PROBLEM TO WORK ON
Lines with the word "content": copy all of them from the entries below.
━━━ EXERCISE INPUTS ━━━
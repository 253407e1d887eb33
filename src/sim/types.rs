//! Point-in-time readings of the hydraulic network.

use std::collections::BTreeMap;
use std::fmt;

use chrono::NaiveDateTime;

/// Readings of the network at one simulated instant.
///
/// Captured once per control tick and never mutated afterwards. The
/// restorable engine state for the same instant is the simulator's
/// associated `Snapshot` type, captured separately.
#[derive(Debug, Clone, PartialEq)]
pub struct SimulationState {
    /// Simulated timestamp of the readings.
    pub time: NaiveDateTime,
    /// Water depth above invert per node (m).
    pub node_depths: BTreeMap<String, f64>,
    /// Flow per link (m³/s, positive from upstream to downstream node).
    pub link_flows: BTreeMap<String, f64>,
    /// Flood volume per node accumulated since the simulation started (m³).
    pub node_flood_volumes: BTreeMap<String, f64>,
}

impl SimulationState {
    /// Depth of `node`, if it exists.
    pub fn depth(&self, node: &str) -> Option<f64> {
        self.node_depths.get(node).copied()
    }

    /// Flow of `link`, if it exists.
    pub fn flow(&self, link: &str) -> Option<f64> {
        self.link_flows.get(link).copied()
    }

    /// Cumulative flood volume of `node`, if it exists.
    pub fn flood_volume(&self, node: &str) -> Option<f64> {
        self.node_flood_volumes.get(node).copied()
    }

    /// Cumulative flood volume summed over all nodes (m³).
    pub fn total_flood_volume(&self) -> f64 {
        self.node_flood_volumes.values().sum()
    }
}

impl fmt::Display for SimulationState {
    fn fmt(&self, f: &mut fmt::Formatter<'_>) -> fmt::Result {
        write!(f, "{} |", self.time.format("%Y-%m-%d %H:%M"))?;
        for (node, depth) in &self.node_depths {
            write!(f, " {node}={depth:.3}m")?;
        }
        write!(f, " | flooded={:.1}m3", self.total_flood_volume())
    }
}
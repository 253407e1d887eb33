//! TOML-based run configuration for the MPC loop.

use std::collections::BTreeMap;
use std::fs;
use std::path::{Path, PathBuf};

use serde::Deserialize;
use thiserror::Error;

use crate::mpc::cost::DepthTarget;
use crate::mpc::policy::DEFAULT_GRID_MAX;

/// Top-level MPC run configuration parsed from TOML.
///
/// All sections have defaults (7 generations of 100 individuals, one-hour
/// horizon). Load from TOML with [`MpcConfig::from_toml_file`]; built-in
/// scenarios live in [`crate::presets`].
#[derive(Debug, Clone, Default, Deserialize)]
#[serde(deny_unknown_fields)]
pub struct MpcConfig {
    /// Horizon, control interval and controlled structures.
    #[serde(default)]
    pub control: ControlConfig,
    /// Cost function weights.
    #[serde(default)]
    pub cost: CostConfig,
    /// Genetic algorithm parameters.
    #[serde(default)]
    pub optimizer: OptimizerConfig,
    /// Result file locations.
    #[serde(default)]
    pub output: OutputConfig,
}

/// What to apply when a tick produces no valid optimised policy.
#[derive(Debug, Clone, Copy, Default, PartialEq, Eq, Deserialize)]
#[serde(rename_all = "snake_case")]
pub enum FallbackPolicy {
    /// Keep the settings applied on the previous tick.
    #[default]
    HoldPrevious,
    /// Open every controlled structure fully.
    FullyOpen,
}

/// Horizon, control interval and controlled structures.
#[derive(Debug, Clone, Deserialize)]
#[serde(default, deny_unknown_fields)]
pub struct ControlConfig {
    /// Planning horizon in hours.
    pub horizon_hours: f64,
    /// Control interval in seconds.
    pub time_step_seconds: f64,
    /// Controlled structures, e.g. `"ORIFICE R1"` or `"R1"`.
    pub structure_ids: Vec<String>,
    /// Fallback applied when the optimiser yields no valid policy.
    pub fallback: FallbackPolicy,
    /// Optional wall-clock budget per control tick.
    pub tick_deadline_seconds: Option<f64>,
}

impl Default for ControlConfig {
    fn default() -> Self {
        Self {
            horizon_hours: 1.0,
            time_step_seconds: 300.0,
            structure_ids: Vec::new(),
            fallback: FallbackPolicy::HoldPrevious,
            tick_deadline_seconds: None,
        }
    }
}

impl ControlConfig {
    /// Number of control intervals in one planning horizon.
    pub fn horizon_steps(&self) -> usize {
        if self.time_step_seconds <= 0.0 {
            return 0;
        }
        (self.horizon_hours * 3600.0 / self.time_step_seconds).floor() as usize
    }
}

/// Cost function weights.
#[derive(Debug, Clone, Deserialize)]
#[serde(default, deny_unknown_fields)]
pub struct CostConfig {
    /// Global multiplier of the flooding term.
    pub flood_weight: f64,
    /// Global multiplier of the depth deviation term.
    pub deviation_weight: f64,
    /// Exponent applied to each node's flood volume.
    pub flood_exponent: f64,
    /// Relative flood weight per node; every node weighs 1.0 when absent.
    pub flood_weight_by_node: Option<BTreeMap<String, f64>>,
    /// Target depth and weight per node.
    pub target_depth_by_node: BTreeMap<String, DepthTarget>,
}

impl Default for CostConfig {
    fn default() -> Self {
        Self {
            flood_weight: 1.0,
            deviation_weight: 1.0,
            flood_exponent: 3.0,
            flood_weight_by_node: None,
            target_depth_by_node: BTreeMap::new(),
        }
    }
}

/// Genetic algorithm parameters.
#[derive(Debug, Clone, Deserialize)]
#[serde(default, deny_unknown_fields)]
pub struct OptimizerConfig {
    /// Number of generations per tick.
    pub generations: usize,
    /// Individuals per generation.
    pub population_size: usize,
    /// Probability that a pair of offspring is recombined.
    pub crossover_probability: f64,
    /// Probability that an offspring enters mutation.
    pub mutation_probability: f64,
    /// Per-gene resampling probability inside mutation.
    pub gene_mutation_probability: f64,
    /// Tournament size for parent selection.
    pub tournament_size: usize,
    /// Highest setting level; gene `v` means fraction `v / grid_max`.
    pub grid_max: u8,
    /// Master random seed.
    pub seed: u64,
}

impl Default for OptimizerConfig {
    fn default() -> Self {
        Self {
            generations: 7,
            population_size: 100,
            crossover_probability: 0.5,
            mutation_probability: 0.2,
            gene_mutation_probability: 0.1,
            tournament_size: 6,
            grid_max: DEFAULT_GRID_MAX,
            seed: 42,
        }
    }
}

/// Result file locations.
#[derive(Debug, Clone, Deserialize)]
#[serde(default, deny_unknown_fields)]
pub struct OutputConfig {
    /// Directory receiving all result files.
    pub results_dir: PathBuf,
    /// Appended to every result file name.
    pub run_suffix: String,
    /// Also write the network definition with the found policy as control rules.
    pub write_controlled_network: bool,
}

impl Default for OutputConfig {
    fn default() -> Self {
        Self {
            results_dir: PathBuf::from("results"),
            run_suffix: String::new(),
            write_controlled_network: true,
        }
    }
}

/// Configuration error with field path and constraint description.
#[derive(Debug, Clone, PartialEq, Error)]
#[error("config error: {field}: {message}")]
pub struct ConfigError {
    /// Dotted field path (e.g., `"control.horizon_hours"`).
    pub field: String,
    /// Human-readable constraint description.
    pub message: String,
}

impl ConfigError {
    pub fn new(field: impl Into<String>, message: impl Into<String>) -> Self {
        Self {
            field: field.into(),
            message: message.into(),
        }
    }
}

impl MpcConfig {
    /// Parses a configuration from a TOML file.
    ///
    /// # Errors
    ///
    /// Returns a `ConfigError` if the file cannot be read or the TOML is invalid.
    pub fn from_toml_file(path: &Path) -> Result<Self, ConfigError> {
        let content = fs::read_to_string(path).map_err(|e| {
            ConfigError::new("config", format!("cannot read \"{}\": {e}", path.display()))
        })?;
        Self::from_toml_str(&content)
    }

    /// Parses a configuration from a TOML string.
    ///
    /// # Errors
    ///
    /// Returns a `ConfigError` if the TOML is invalid or contains unknown fields.
    pub fn from_toml_str(s: &str) -> Result<Self, ConfigError> {
        toml::from_str(s).map_err(|e| ConfigError::new("toml", e.to_string()))
    }

    /// Validates all fields and returns a list of errors.
    ///
    /// Returns an empty vector if configuration is valid.
    pub fn validate(&self) -> Vec<ConfigError> {
        let mut errors = Vec::new();

        let c = &self.control;
        if !(c.horizon_hours > 0.0) {
            errors.push(ConfigError::new("control.horizon_hours", "must be > 0"));
        }
        if !(c.time_step_seconds >= 1.0) {
            errors.push(ConfigError::new("control.time_step_seconds", "must be >= 1"));
        }
        if c.horizon_hours > 0.0 && c.time_step_seconds >= 1.0 && c.horizon_steps() == 0 {
            errors.push(ConfigError::new(
                "control.horizon_hours",
                "must cover at least one control time step",
            ));
        }
        if c.structure_ids.is_empty() {
            errors.push(ConfigError::new(
                "control.structure_ids",
                "at least one controlled structure is required",
            ));
        }
        for (i, id) in c.structure_ids.iter().enumerate() {
            if id.trim().is_empty() {
                errors.push(ConfigError::new(
                    format!("control.structure_ids[{i}]"),
                    "must not be blank",
                ));
            }
            if c.structure_ids[..i].contains(id) {
                errors.push(ConfigError::new(
                    format!("control.structure_ids[{i}]"),
                    format!("duplicate structure \"{id}\""),
                ));
            }
        }
        if let Some(secs) = c.tick_deadline_seconds {
            if !(secs > 0.0) {
                errors.push(ConfigError::new(
                    "control.tick_deadline_seconds",
                    "must be > 0 when set",
                ));
            }
        }

        let cost = &self.cost;
        if !(cost.flood_weight >= 0.0) {
            errors.push(ConfigError::new("cost.flood_weight", "must be >= 0"));
        }
        if !(cost.deviation_weight >= 0.0) {
            errors.push(ConfigError::new("cost.deviation_weight", "must be >= 0"));
        }
        if !(cost.flood_exponent > 0.0) {
            errors.push(ConfigError::new("cost.flood_exponent", "must be > 0"));
        }
        if let Some(weights) = &cost.flood_weight_by_node {
            for (node, w) in weights {
                if !(*w >= 0.0) {
                    errors.push(ConfigError::new(
                        format!("cost.flood_weight_by_node.{node}"),
                        "must be >= 0",
                    ));
                }
            }
        }
        for (node, t) in &cost.target_depth_by_node {
            if !t.target.is_finite() || !(t.weight >= 0.0) {
                errors.push(ConfigError::new(
                    format!("cost.target_depth_by_node.{node}"),
                    "target must be finite and weight >= 0",
                ));
            }
        }

        let o = &self.optimizer;
        if o.generations == 0 {
            errors.push(ConfigError::new("optimizer.generations", "must be > 0"));
        }
        if o.population_size < 2 {
            errors.push(ConfigError::new("optimizer.population_size", "must be >= 2"));
        }
        for (field, p) in [
            ("optimizer.crossover_probability", o.crossover_probability),
            ("optimizer.mutation_probability", o.mutation_probability),
            (
                "optimizer.gene_mutation_probability",
                o.gene_mutation_probability,
            ),
        ] {
            if !(0.0..=1.0).contains(&p) {
                errors.push(ConfigError::new(field, "must be in [0.0, 1.0]"));
            }
        }
        if o.tournament_size == 0 {
            errors.push(ConfigError::new("optimizer.tournament_size", "must be > 0"));
        }
        if o.grid_max == 0 {
            errors.push(ConfigError::new("optimizer.grid_max", "must be > 0"));
        }

        errors
    }
}
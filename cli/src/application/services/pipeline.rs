//! Step bookkeeping shared by the connect and disconnect workflows.
//!
//! `StepTracker` is the only writer of step status: it updates the
//! [`StepBoard`] and forwards every transition to the [`ProgressReporter`].

use tracing::{error, info, warn};

use crate::application::ports::ProgressReporter;
use crate::domain::error::{ConfigError, TemplateError, ValidationError, WorkflowError};
use crate::domain::step::{Direction, Outcome, PipelineReport, Step, StepBoard, StepStatus};

/// Why a pipeline stopped before the last step.
#[derive(Debug)]
pub(crate) enum Halt {
    Failed(WorkflowError),
    Canceled,
}

impl From<WorkflowError> for Halt {
    fn from(err: WorkflowError) -> Self {
        Halt::Failed(err)
    }
}

impl From<ValidationError> for Halt {
    fn from(err: ValidationError) -> Self {
        Halt::Failed(err.into())
    }
}

impl From<TemplateError> for Halt {
    fn from(err: TemplateError) -> Self {
        Halt::Failed(err.into())
    }
}

impl From<ConfigError> for Halt {
    fn from(err: ConfigError) -> Self {
        Halt::Failed(err.into())
    }
}

pub(crate) struct StepTracker<'r, R: ProgressReporter> {
    reporter: &'r R,
    direction: Direction,
    board: StepBoard,
    current: Option<Step>,
}

impl<'r, R: ProgressReporter> StepTracker<'r, R> {
    /// Announces direction-dependent labels and every step as pending.
    pub(crate) fn new(reporter: &'r R, direction: Direction) -> Self {
        reporter.set_link_label(Step::Link.label(direction));
        reporter.set_register_label(Step::Register.label(direction));
        for step in Step::ALL {
            reporter.step_status(step, StepStatus::Pending);
        }
        Self {
            reporter,
            direction,
            board: StepBoard::new(),
            current: None,
        }
    }

    pub(crate) fn reporter(&self) -> &'r R {
        self.reporter
    }

    fn set(&mut self, step: Step, status: StepStatus) {
        self.board.set(step, status);
        self.reporter.step_status(step, status);
    }

    pub(crate) fn begin(&mut self, step: Step) {
        info!(step = step.label(self.direction), "step started");
        self.current = Some(step);
        self.set(step, StepStatus::InProgress);
    }

    pub(crate) fn complete(&mut self) {
        if let Some(step) = self.current.take() {
            info!(step = step.label(self.direction), "step done");
            self.set(step, StepStatus::Done);
        }
    }

    /// Closes the run: marks the interrupted step and builds the report.
    pub(crate) fn finish(
        mut self,
        result: Result<(), Halt>,
        node_name: Option<String>,
    ) -> PipelineReport {
        let outcome = match (result, self.current.take()) {
            (Ok(()), _) => Outcome::Success,
            (Err(Halt::Failed(error)), Some(step)) => {
                error!(
                    step = step.label(self.direction),
                    code = error.code(),
                    error = %error,
                    "step failed"
                );
                self.set(step, StepStatus::Error);
                Outcome::Failed { step, error }
            }
            (Err(Halt::Canceled), Some(step)) => {
                warn!(step = step.label(self.direction), "step canceled by user");
                self.set(step, StepStatus::Canceled);
                Outcome::Canceled { step }
            }
            // A halt always happens inside a step; fall back to the first one.
            (Err(Halt::Failed(error)), None) => {
                self.set(Step::CheckCredentials, StepStatus::Error);
                Outcome::Failed {
                    step: Step::CheckCredentials,
                    error,
                }
            }
            (Err(Halt::Canceled), None) => Outcome::Canceled {
                step: Step::CheckCredentials,
            },
        };
        self.reporter.finish();
        PipelineReport {
            direction: self.direction,
            board: self.board,
            outcome,
            node_name,
        }
    }
}
//! Application layer — port trait definitions and use-case orchestration.
//!
//! This module depends only on `crate::domain` — never on `crate::infra`,
//! `crate::commands`, or `crate::output`.

pub mod ports;
pub mod services;

pub use ports::{
    CertificatePrompt, CommandRunner, ConfigStore, DirectoryClient, LinkStore, NetworkInventory,
    ProgressReporter, SystemFiles, TemplateSource,
};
━━━
WRITTEN REPLY
        let content = fs::read_to_string(path).map_err(|e| {
        Self::from_toml_str(&content)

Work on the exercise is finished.